## PROBLEM DESCRIPTION
Beginning with the first line, please repeat the entries exactly and end on the line that contains "sys\nimport json\nimport traceback\n\n\".

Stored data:
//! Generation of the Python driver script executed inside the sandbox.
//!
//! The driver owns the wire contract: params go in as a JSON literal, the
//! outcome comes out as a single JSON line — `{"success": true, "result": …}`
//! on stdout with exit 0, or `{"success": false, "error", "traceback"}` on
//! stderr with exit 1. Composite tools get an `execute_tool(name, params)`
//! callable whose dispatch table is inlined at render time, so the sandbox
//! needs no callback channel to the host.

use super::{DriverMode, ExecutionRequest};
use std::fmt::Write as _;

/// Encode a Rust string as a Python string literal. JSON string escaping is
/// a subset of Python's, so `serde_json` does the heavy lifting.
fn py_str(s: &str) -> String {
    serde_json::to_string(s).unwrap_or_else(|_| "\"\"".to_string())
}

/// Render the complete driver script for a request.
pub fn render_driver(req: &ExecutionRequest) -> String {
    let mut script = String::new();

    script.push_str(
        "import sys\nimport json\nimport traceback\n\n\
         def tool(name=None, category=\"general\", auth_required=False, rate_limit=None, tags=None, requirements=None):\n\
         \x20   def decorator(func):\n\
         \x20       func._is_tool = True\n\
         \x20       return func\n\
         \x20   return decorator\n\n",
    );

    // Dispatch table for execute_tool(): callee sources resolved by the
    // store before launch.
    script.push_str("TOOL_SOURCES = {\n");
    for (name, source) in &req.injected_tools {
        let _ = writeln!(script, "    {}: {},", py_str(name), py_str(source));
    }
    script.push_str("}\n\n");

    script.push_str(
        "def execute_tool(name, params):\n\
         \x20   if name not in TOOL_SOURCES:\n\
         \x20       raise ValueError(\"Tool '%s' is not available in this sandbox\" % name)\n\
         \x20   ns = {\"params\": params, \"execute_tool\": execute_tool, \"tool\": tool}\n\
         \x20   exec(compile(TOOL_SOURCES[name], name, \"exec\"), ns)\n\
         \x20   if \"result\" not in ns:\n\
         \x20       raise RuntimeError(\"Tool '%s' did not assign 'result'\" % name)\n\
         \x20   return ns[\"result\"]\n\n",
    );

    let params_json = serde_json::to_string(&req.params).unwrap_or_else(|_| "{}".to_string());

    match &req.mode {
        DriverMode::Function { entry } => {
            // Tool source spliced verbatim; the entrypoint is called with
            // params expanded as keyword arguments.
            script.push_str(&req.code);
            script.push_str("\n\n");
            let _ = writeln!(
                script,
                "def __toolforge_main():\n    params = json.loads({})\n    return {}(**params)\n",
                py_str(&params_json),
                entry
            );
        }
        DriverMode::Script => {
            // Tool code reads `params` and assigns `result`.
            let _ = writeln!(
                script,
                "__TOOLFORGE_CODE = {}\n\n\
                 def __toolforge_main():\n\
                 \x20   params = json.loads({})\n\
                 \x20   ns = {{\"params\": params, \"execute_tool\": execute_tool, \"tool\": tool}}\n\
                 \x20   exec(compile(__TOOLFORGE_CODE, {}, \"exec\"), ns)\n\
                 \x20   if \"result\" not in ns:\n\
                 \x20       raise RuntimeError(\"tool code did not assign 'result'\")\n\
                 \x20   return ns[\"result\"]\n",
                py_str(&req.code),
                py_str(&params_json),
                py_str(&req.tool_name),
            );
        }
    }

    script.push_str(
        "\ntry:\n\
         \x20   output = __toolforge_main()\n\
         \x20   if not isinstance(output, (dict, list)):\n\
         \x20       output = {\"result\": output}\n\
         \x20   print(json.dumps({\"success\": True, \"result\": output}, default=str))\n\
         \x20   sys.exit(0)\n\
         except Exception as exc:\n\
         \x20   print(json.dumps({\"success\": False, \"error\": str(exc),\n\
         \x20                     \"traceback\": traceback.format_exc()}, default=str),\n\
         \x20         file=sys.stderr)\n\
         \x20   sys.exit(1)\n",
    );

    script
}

## ANSWER BOX
//! Generation of the Python driver script executed inside the sandbox.
//!
//! The driver owns the wire contract: params go in as a JSON literal, the
//! outcome comes out as a single JSON line — `{"success": true, "result": …}`
//! on stdout with exit 0, or `{"success": false, "error", "traceback"}` on
//! stderr with exit 1. Composite tools get an `execute_tool(name, params)`
//! callable whose dispatch table is inlined at render time, so the sandbox
//! needs no callback channel to the host.

use super::{DriverMode, ExecutionRequest};
use std::fmt::Write as _;

/// Encode a Rust string as a Python string literal. JSON string escaping is
/// a subset of Python's, so `serde_json` does the heavy lifting.
fn py_str(s: &str) -> String {
    serde_json::to_string(s).unwrap_or_else(|_| "\"\"".to_string())
}

/// Render the complete driver script for a request.
pub fn render_driver(req: &ExecutionRequest) -> String {
    let mut script = String::new();

    script.push_str(
        "import sys\nimport json\nimport traceback\n\n\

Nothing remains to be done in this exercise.